Plano Piloto rumo ao fim das enchentes

GDF vai investir R$ 100 milhões para construir três canais e bacias de captação. Projeto Águas do DF está quase pronto para licitação

Uma nova e ampla rede de drenagem vai acabar com os alagamentos e as enxurradas no Plano Piloto de Brasília. O Governo do Distrito Federal (GDF), por meio da Agência de Desenvolvimento do Distrito Federal (Terracap), prepara-se para lançar o Águas do DF, projeto de construção de três galerias pluviais que atenderão à Asa Norte e à Asa Sul (veja um resumo na ilustração ao final desta reportagem). As áreas escolhidas enfrentam problemas históricos de inundações, responsáveis por causar estragos em vias públicas, imóveis e veículos, com enormes prejuízos à população e ao poder público.

A primeira etapa vai atender à área mais problemática da região central: o início da Asa Norte, cenário de recorrentes alagamentos e inundações. O projeto está em fase de finalização – análise de orçamento, elaboração do termo de referência e edital para lançar a licitação. O processo é inédito na região e tem previsão de investimento de aproximadamente R$ 100 milhões, de acordo com o presidente da Terracap, Izidio Santos.

Por lá serão construídos 4,83 quilômetros de rede de drenagem entre as quadras com finais 1 e 2. O canal será capaz de receber as águas das chuvas de uma área de cerca de 9 quilômetros quadrados.

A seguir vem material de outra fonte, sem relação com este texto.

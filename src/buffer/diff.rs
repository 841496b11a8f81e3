//! Diffing: turn the difference between two buffers into ANSI sequences.
//!
//! The crossterm backend keeps the frame currently on screen and the frame
//! being drawn. Flipping emits escape sequences only for the cells that
//! changed, tracking cursor position and SGR state so nothing redundant is
//! written. All output is accumulated in one `Vec<u8>` and flushed with a
//! single write.

use super::{Attributes, Buffer, Cell, Color};
use std::io::Write;

/// State tracker for the diffing algorithm.
///
/// Tracks the "current" terminal state (cursor position, colors,
/// attributes) to minimize the escape sequences emitted.
#[derive(Debug, Clone)]
pub struct DiffState {
    cursor_x: u16,
    cursor_y: u16,
    fg: Option<Color>,
    bg: Option<Color>,
    attributes: Option<Attributes>,
}

impl Default for DiffState {
    fn default() -> Self {
        Self::new()
    }
}

impl DiffState {
    /// Create a new diff state with unknown terminal state.
    pub const fn new() -> Self {
        Self {
            cursor_x: 0,
            cursor_y: 0,
            fg: None,
            bg: None,
            attributes: None,
        }
    }

    /// Reset the state (e.g., after a full screen clear).
    pub const fn reset(&mut self) {
        self.fg = None;
        self.bg = None;
        self.attributes = None;
        // Force cursor move on next write
        self.cursor_x = u16::MAX;
        self.cursor_y = u16::MAX;
    }
}

/// Result of a diff operation.
#[derive(Debug, Clone, Default)]
pub struct DiffResult {
    /// Number of cells that were different.
    pub cells_changed: usize,
    /// Number of cursor move sequences emitted.
    pub cursor_moves: usize,
    /// Number of color change sequences emitted.
    pub color_changes: usize,
}

/// Render the difference between two equally sized buffers.
pub fn render_diff(
    current: &Buffer,
    next: &Buffer,
    output: &mut Vec<u8>,
    state: &mut DiffState,
) -> DiffResult {
    debug_assert_eq!(current.width(), next.width());
    debug_assert_eq!(current.height(), next.height());

    let mut result = DiffResult::default();
    let width = current.width();

    for y in 0..current.height() {
        for x in 0..width {
            let idx = (y as usize) * (width as usize) + (x as usize);
            let current_cell = &current.cells()[idx];
            let next_cell = &next.cells()[idx];

            if current_cell == next_cell || next_cell.is_wide_continuation() {
                continue;
            }

            result.cells_changed += 1;

            if state.cursor_y != y || state.cursor_x != x {
                emit_cursor_move(output, x, y);
                state.cursor_x = x;
                state.cursor_y = y;
                result.cursor_moves += 1;
            }

            // Dropping an attribute needs a full SGR reset, which also
            // clears colors.
            let next_attrs = next_cell.attributes().resolved();
            let current_attrs = state.attributes.unwrap_or(Attributes::empty());
            if !current_attrs.difference(next_attrs).is_empty() {
                output.extend_from_slice(b"\x1b[0m");
                state.fg = None;
                state.bg = None;
                state.attributes = None;
            }

            if state.fg != Some(next_cell.fg()) {
                emit_fg_color(output, next_cell.fg());
                state.fg = Some(next_cell.fg());
                result.color_changes += 1;
            }

            if state.bg != Some(next_cell.bg()) {
                emit_bg_color(output, next_cell.bg());
                state.bg = Some(next_cell.bg());
                result.color_changes += 1;
            }

            if state.attributes != Some(next_attrs) {
                let added = next_attrs.difference(state.attributes.unwrap_or(Attributes::empty()));
                emit_attribute_set(output, added);
                state.attributes = Some(next_attrs);
            }

            emit_char(output, next_cell);

            state.cursor_x = x.saturating_add(u16::from(next_cell.display_width().max(1)));
        }
    }

    result
}

/// Generate a full redraw sequence (no diffing).
///
/// Used for the first frame and whenever the terminal state is unknown.
pub fn render_full(buffer: &Buffer, output: &mut Vec<u8>) {
    output.extend_from_slice(b"\x1b[H");

    let mut last_fg: Option<Color> = None;
    let mut last_bg: Option<Color> = None;
    let mut last_attrs: Option<Attributes> = None;

    for (y, row) in buffer.rows().enumerate() {
        if y > 0 {
            output.extend_from_slice(b"\r\n");
        }

        for cell in row {
            if cell.is_wide_continuation() {
                continue;
            }

            let attrs = cell.attributes().resolved();
            if last_attrs != Some(attrs) {
                // Reset, then re-apply both colors below.
                output.extend_from_slice(b"\x1b[0m");
                emit_attribute_set(output, attrs);
                last_attrs = Some(attrs);
                last_fg = None;
                last_bg = None;
            }
            if last_fg != Some(cell.fg()) {
                emit_fg_color(output, cell.fg());
                last_fg = Some(cell.fg());
            }
            if last_bg != Some(cell.bg()) {
                emit_bg_color(output, cell.bg());
                last_bg = Some(cell.bg());
            }

            emit_char(output, cell);
        }
    }

    output.extend_from_slice(b"\x1b[0m");
}

/// Emit a cursor move sequence (ANSI positions are 1-indexed).
#[inline]
fn emit_cursor_move(output: &mut Vec<u8>, x: u16, y: u16) {
    let row = y + 1;
    let col = x + 1;

    if row == 1 && col == 1 {
        output.extend_from_slice(b"\x1b[H");
    } else if col == 1 {
        let _ = write!(output, "\x1b[{row}H");
    } else {
        let _ = write!(output, "\x1b[{row};{col}H");
    }
}

#[inline]
fn emit_fg_color(output: &mut Vec<u8>, color: Color) {
    let _ = match color {
        Color::Default => write!(output, "\x1b[39m"),
        Color::Rgb(rgb) => write!(output, "\x1b[38;2;{};{};{}m", rgb.r, rgb.g, rgb.b),
        named => write!(output, "\x1b[{}m", 30 + named.palette_index().unwrap_or(7)),
    };
}

#[inline]
fn emit_bg_color(output: &mut Vec<u8>, color: Color) {
    let _ = match color {
        Color::Default => write!(output, "\x1b[49m"),
        Color::Rgb(rgb) => write!(output, "\x1b[48;2;{};{};{}m", rgb.r, rgb.g, rgb.b),
        named => write!(output, "\x1b[{}m", 40 + named.palette_index().unwrap_or(0)),
    };
}

/// Emit SGR sequences for a set of (already resolved) attributes.
fn emit_attribute_set(output: &mut Vec<u8>, attributes: Attributes) {
    const CODES: [(Attributes, &[u8]); 7] = [
        (Attributes::BOLD, b"\x1b[1m"),
        (Attributes::DIM, b"\x1b[2m"),
        (Attributes::ITALIC, b"\x1b[3m"),
        (Attributes::UNDERLINE, b"\x1b[4m"),
        (Attributes::BLINK, b"\x1b[5m"),
        (Attributes::REVERSE, b"\x1b[7m"),
        (Attributes::HIDDEN, b"\x1b[8m"),
    ];
    for (flag, code) in CODES {
        if attributes.contains(flag) {
            output.extend_from_slice(code);
        }
    }
}

#[inline]
fn emit_char(output: &mut Vec<u8>, cell: &Cell) {
    let mut utf8 = [0u8; 4];
    output.extend_from_slice(cell.ch().encode_utf8(&mut utf8).as_bytes());
}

Com dimensões crescentes ao longo do percurso, a nova galeria da Asa Norte terá de 1,2 metro a 3,6 metros de diâmetro e desaguará em uma lagoa de qualidade, responsável por decantar as impurezas e levar as águas mais limpas para o Lago Paranoá. A atual – ainda do projeto de construção da Asa Norte, da década de 1970 – é quadrada e vai de 0,4 metro a 3 metros de vazão, com transposição direta ao lago, sem passar por uma bacia.

Percurso
O canal começará próximo ao Estádio Nacional Mané Garrincha e descerá no sentido à via L4 Norte. Passará sob as quadras 902 (perto do Colégio Militar), 702, 302, 102, 201/202 e 402, além das vias L2 (Sul e Norte), até chegar à L4 Norte, no Setor de Embaixadas Norte. A rede atual será preservada e também mantida em atividade.

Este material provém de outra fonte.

//! Menu Demo: a title, a framed menu, and a text box.
//!
//! Demonstrates:
//! - Colors and fonts registered on a scene
//! - `Text`, `HLine` and `MenuBox` built from points
//! - `SingleLineTextBox` capture after the menu choice
//! - Switching fields to show a second page
//!
//! Logs go to `termpoints.log` in the working directory.

use termpoints::shape::{Figure, HLine, Text};
use termpoints::terminal::Backend;
use termpoints::widget::{MenuBox, SingleLineTextBox};
use termpoints::{run, App, Attributes, Color, Flow, Font, FontId, Result, Scene, SessionConfig};

const MENU_FIELD: u32 = 0;
const RESULT_FIELD: u32 = 1;

#[derive(Default)]
struct Demo {
    title_font: Option<FontId>,
    figures: Vec<Box<dyn Figure>>,
}

impl App for Demo {
    fn setup(&mut self, scene: &mut Scene, _backend: &mut dyn Backend) -> Result<()> {
        let title = scene.add_color(Color::Cyan, Color::Default)?;
        self.title_font = Some(scene.add_font(Font::new(title).with_attributes(Attributes::BOLD))?);

        self.figures.push(Box::new(Text::new(2, 1, "termpoints demo", MENU_FIELD, self.title_font, scene)?));
        self.figures.push(Box::new(HLine::new(2..17, 2, '─', MENU_FIELD, None, scene)?));
        Ok(())
    }

    fn step(&mut self, scene: &mut Scene, backend: &mut dyn Backend) -> Result<Flow> {
        let mut menu = MenuBox::new(2, 4, ["Greet", "Count", "Quit"], MENU_FIELD, None, scene)?;
        let choice = menu.capture(scene, backend)?;
        menu.remove(scene)?;

        let message = match choice.as_str() {
            "Greet" => {
                let name = SingleLineTextBox::new(2, 4, "Name: ", MENU_FIELD, None)
                    .max_len(Some(20))
                    .capture(scene, backend)?;
                format!("Hello, {name}!")
            }
            "Count" => {
                let number = SingleLineTextBox::new(2, 4, "How many? ", MENU_FIELD, None)
                    .capture_number(scene, backend)?
                    .unwrap_or(0);
                "*".repeat(usize::try_from(number.min(40)).unwrap_or(0))
            }
            _ => {
                for figure in &mut self.figures {
                    figure.remove(scene)?;
                }
                return Ok(Flow::Stop);
            }
        };

        let mut page = Text::new(2, 4, format!("{message}\n\npress any key"), RESULT_FIELD, self.title_font, scene)?;
        scene.set_active_field(RESULT_FIELD);
        scene.redraw(backend)?;
        backend.read_key()?;
        page.remove(scene)?;
        scene.set_active_field(MENU_FIELD);
        Ok(Flow::Continue)
    }
}

fn main() -> Result<()> {
    let mut scene = Scene::new();
    let frames = run(&mut Demo::default(), &mut scene, SessionConfig::default())?;
    println!("drew {frames} frames");
    Ok(())
}
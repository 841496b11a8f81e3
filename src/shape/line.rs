//! Straight runs of one character.

use super::traits::{remove_all, Figure};
use crate::error::Result;
use crate::point::{Point, PointHandle};
use crate::scene::Scene;
use crate::style::FontId;
use std::ops::Range;

/// A horizontal run of `ch` over a half-open column range on one row.
#[derive(Debug)]
pub struct HLine {
    points: Vec<PointHandle>,
}

impl HLine {
    /// Put one point on every column of `x` at row `y`.
    pub fn new(
        x: Range<u16>,
        y: u16,
        ch: char,
        field: u32,
        font: Option<FontId>,
        scene: &mut Scene,
    ) -> Result<Self> {
        scene.check_font(font)?;
        let points = x
            .map(|col| scene.spawn(Point::new(ch, col, y, field).with_font(font)))
            .collect::<Result<Vec<_>>>()?;
        tracing::debug!(y, len = points.len(), "made horizontal line");
        Ok(Self { points })
    }
}

impl Figure for HLine {
    fn handles(&self) -> &[PointHandle] {
        &self.points
    }

    fn remove(&mut self, scene: &mut Scene) -> Result<()> {
        remove_all(&mut self.points, scene.points_mut())
    }
}

/// A vertical run of `ch` over a half-open row range in one column.
#[derive(Debug)]
pub struct VLine {
    points: Vec<PointHandle>,
}

impl VLine {
    /// Put one point on every row of `y` at column `x`.
    pub fn new(
        x: u16,
        y: Range<u16>,
        ch: char,
        field: u32,
        font: Option<FontId>,
        scene: &mut Scene,
    ) -> Result<Self> {
        scene.check_font(font)?;
        let points = y
            .map(|row| scene.spawn(Point::new(ch, x, row, field).with_font(font)))
            .collect::<Result<Vec<_>>>()?;
        tracing::debug!(x, len = points.len(), "made vertical line");
        Ok(Self { points })
    }
}

impl Figure for VLine {
    fn handles(&self) -> &[PointHandle] {
        &self.points
    }

    fn remove(&mut self, scene: &mut Scene) -> Result<()> {
        remove_all(&mut self.points, scene.points_mut())
    }
}
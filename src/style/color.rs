//! Color pairs and the registry that hands out their ids.

use crate::buffer::Color;
use crate::error::{Error, Result};
use serde::{Deserialize, Serialize};
use std::fmt;

/// Id of a registered color pair. Allocated from 1 upward and never reused.
#[derive(Debug, Clone, Copy, PartialEq, Eq, Hash, PartialOrd, Ord, Serialize, Deserialize)]
#[serde(transparent)]
pub struct ColorId(u16);

impl ColorId {
    /// Wrap a raw id, e.g. one read from a font file.
    pub const fn new(raw: u16) -> Self {
        Self(raw)
    }

    /// The raw id value.
    pub const fn get(self) -> u16 {
        self.0
    }
}

impl fmt::Display for ColorId {
    fn fmt(&self, f: &mut fmt::Formatter<'_>) -> fmt::Result {
        write!(f, "{}", self.0)
    }
}

/// A foreground/background combination.
#[derive(Debug, Clone, Copy, PartialEq, Eq, Hash, Default)]
pub struct ColorPair {
    /// Foreground color.
    pub fg: Color,
    /// Background color.
    pub bg: Color,
}

impl ColorPair {
    /// Create a new pair.
    pub const fn new(fg: Color, bg: Color) -> Self {
        Self { fg, bg }
    }
}

/// Append-only list of color pairs.
#[derive(Debug, Default, Clone)]
pub struct ColorRegistry {
    pairs: Vec<ColorPair>,
}

impl ColorRegistry {
    /// Create an empty registry.
    pub const fn new() -> Self {
        Self { pairs: Vec::new() }
    }

    /// Register a pair and return its freshly allocated id.
    ///
    /// Fails once all `u16::MAX` ids are in use.
    pub fn register(&mut self, pair: ColorPair) -> Result<ColorId> {
        let raw = u16::try_from(self.pairs.len() + 1).map_err(|_| Error::RegistryFull("color"))?;
        self.pairs.push(pair);
        let id = ColorId(raw);
        tracing::debug!(color = %id, fg = ?pair.fg, bg = ?pair.bg, "registered color pair");
        Ok(id)
    }

    /// Look a pair up by id.
    pub fn get(&self, id: ColorId) -> Option<ColorPair> {
        let index = usize::from(id.0).checked_sub(1)?;
        self.pairs.get(index).copied()
    }

    /// Number of registered pairs.
    pub fn len(&self) -> usize {
        self.pairs.len()
    }

    /// Whether no pair has been registered yet.
    pub fn is_empty(&self) -> bool {
        self.pairs.is_empty()
    }
}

Toda a obra de escavação e estruturação do canal será subterrânea, sem qualquer comprometimento ao trânsito e à fluidez da cidade. “Nós não vamos causar no Plano Piloto a destruição de vias para a abertura de valas. A construção da nova rede não será vista pela população, mas seu impacto positivo será sentido principalmente pelos moradores das quadras inferiores, que foram as mais afetadas pelos alagamentos”, avalia Izidio.

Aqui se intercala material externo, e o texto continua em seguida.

//! Scene: the registries and active field shared by everything on screen.
//!
//! Every constructor that puts points on screen takes a `&mut Scene`, so two
//! scenes never see each other's points and tests can build as many as they
//! like.

use crate::buffer::{Cell, Color};
use crate::error::{Error, Result};
use crate::point::{Point, PointHandle, PointRegistry};
use crate::style::{ColorId, ColorPair, ColorRegistry, Font, FontId, FontRegistry};
use crate::terminal::Backend;

/// What happened during one redraw pass.
#[derive(Debug, Default)]
pub struct FrameStats {
    /// Points drawn.
    pub drawn: usize,
    /// Live points skipped because they belong to another field.
    pub other_field: usize,
    /// The error that stopped the pass early, if any.
    pub aborted: Option<Error>,
}

/// Colors, fonts, live points and the field currently shown.
#[derive(Debug, Default, Clone)]
pub struct Scene {
    colors: ColorRegistry,
    fonts: FontRegistry,
    points: PointRegistry,
    active_field: u32,
}

impl Scene {
    /// An empty scene showing field 0.
    pub const fn new() -> Self {
        Self {
            colors: ColorRegistry::new(),
            fonts: FontRegistry::new(),
            points: PointRegistry::new(),
            active_field: 0,
        }
    }

    /// Register a foreground/background pair.
    pub fn add_color(&mut self, fg: Color, bg: Color) -> Result<ColorId> {
        self.colors.register(ColorPair::new(fg, bg))
    }

    /// Register a font. Its color pair must already be registered.
    pub fn add_font(&mut self, font: Font) -> Result<FontId> {
        if self.colors.get(font.color).is_none() {
            return Err(Error::UnknownColor(font.color));
        }
        self.fonts.register(font)
    }

    /// Check that a point's font, if any, is registered.
    pub fn check_font(&self, font: Option<FontId>) -> Result<()> {
        match font {
            Some(id) if !self.fonts.contains(id) => Err(Error::UnknownFont(id)),
            _ => Ok(()),
        }
    }

    /// Register a point and return the handle that owns its registration.
    pub fn spawn(&mut self, point: Point) -> Result<PointHandle> {
        self.check_font(point.font)?;
        Ok(PointHandle::spawn(point, &mut self.points))
    }

    /// The color registry.
    pub const fn colors(&self) -> &ColorRegistry {
        &self.colors
    }

    /// The font registry.
    pub const fn fonts(&self) -> &FontRegistry {
        &self.fonts
    }

    /// The live-point registry.
    pub const fn points(&self) -> &PointRegistry {
        &self.points
    }

    /// Mutable access to the live-point registry.
    pub const fn points_mut(&mut self) -> &mut PointRegistry {
        &mut self.points
    }

    /// The field whose points are drawn.
    pub const fn active_field(&self) -> u32 {
        self.active_field
    }

    /// Switch the field whose points are drawn.
    pub fn set_active_field(&mut self, field: u32) {
        tracing::debug!(field, "active field changed");
        self.active_field = field;
    }

    /// The cell a point draws as.
    pub fn cell_for(&self, point: &Point) -> Result<Cell> {
        let cell = Cell::new(point.ch);
        let Some(id) = point.font else {
            return Ok(cell);
        };
        let font = self.fonts.get(id).ok_or(Error::UnknownFont(id))?;
        let (fg, bg, attributes) = font.resolve(&self.colors)?;
        Ok(cell.with_fg(fg).with_bg(bg).with_attributes(attributes))
    }

    /// Draw one frame: clear, draw the live points of the active field, flip.
    ///
    /// A failing point (off screen, dangling font) is logged and ends the
    /// pass; the points drawn before it still reach the screen. Only the
    /// final flush can make this return an error.
    pub fn redraw<B: Backend + ?Sized>(&self, backend: &mut B) -> Result<FrameStats> {
        backend.clear();
        let mut stats = FrameStats::default();
        if let Err(err) = self.draw_pass(backend, &mut stats) {
            tracing::warn!(error = %err, drawn = stats.drawn, "redraw pass abandoned");
            stats.aborted = Some(err);
        }
        backend.flush()?;
        Ok(stats)
    }

    fn draw_pass<B: Backend + ?Sized>(&self, backend: &mut B, stats: &mut FrameStats) -> Result<()> {
        for (_, point) in self.points.live() {
            if point.field != self.active_field {
                stats.other_field += 1;
                continue;
            }
            backend.draw(point.x, point.y, self.cell_for(point)?)?;
            stats.drawn += 1;
        }
        Ok(())
    }
}
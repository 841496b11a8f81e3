//! File logging.
//!
//! The library only emits `tracing` events. An application that wants them
//! on disk calls [`init`] (or lets [`run`](crate::run) do it), which
//! truncates the log file and installs a plain-text subscriber.

use crate::config::LogConfig;
use crate::error::{Error, Result};
use std::fs::File;
use std::sync::Mutex;
use tracing::Level;

/// Build a subscriber writing to `config.path`, truncating the file first.
pub fn file_subscriber(config: &LogConfig) -> Result<impl tracing::Subscriber + Send + Sync> {
    let file = File::create(&config.path)?;
    let level = if config.debug { Level::DEBUG } else { Level::INFO };
    Ok(tracing_subscriber::fmt()
        .with_writer(Mutex::new(file))
        .with_ansi(false)
        .with_target(false)
        .with_max_level(level)
        .finish())
}

/// Install the file subscriber as the global default.
pub fn init(config: &LogConfig) -> Result<()> {
    let subscriber = file_subscriber(config)?;
    tracing::subscriber::set_global_default(subscriber).map_err(|e| Error::Logging(e.to_string()))
}
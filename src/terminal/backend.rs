//! The seam between the scene and whatever displays it.

use crate::buffer::Cell;
use crate::error::Result;
use crate::input::Key;

/// A screen that can be cleared, drawn into, flipped, and read keys from.
///
/// Drawing goes to an off-screen frame; nothing is visible until
/// [`flush`](Backend::flush).
pub trait Backend {
    /// Screen size as `(columns, rows)`.
    fn size(&self) -> (u16, u16);

    /// Blank the frame being drawn.
    fn clear(&mut self);

    /// Write one cell. Fails with `Error::OutOfBounds` off screen.
    fn draw(&mut self, x: u16, y: u16, cell: Cell) -> Result<()>;

    /// Show the hardware cursor at a position, or hide it with `None`.
    fn set_cursor(&mut self, position: Option<(u16, u16)>);

    /// Commit the drawn frame to the screen.
    fn flush(&mut self) -> Result<()>;

    /// Block until the next key press.
    fn read_key(&mut self) -> Result<Key>;
}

O Águas do DF é projeto aguardado por mais de dez anos e, até a atual gestão do GDF, não saía do papel. Ao ser colocado em execução, ajudará também na revalorização imobiliária da região. Isso porque muitos blocos comerciais e residenciais afetados diretamente pelas inundações perderam valor de mercado, apesar de estarem em uma das áreas mais valorizadas da cidade, próxima à Esplanada dos Ministérios.

Lysa Lobo, de 51 anos, é síndica de quatro blocos na 402 Norte. Alguns prédios na superquadra, principalmente o Bloco G, chegaram a ter as garagens invadidas até o teto pelas águas da chuva durante temporais.

À espera de melhorias estruturais, ela aposta no Águas do DF como solução para por fim aos prejuízos e transtornos da vizinhança. “Além de revalorizar as quadras, uma ação dessa grandeza contribui para a segurança e a mobilidade dos moradores”, sintetiza Lysa.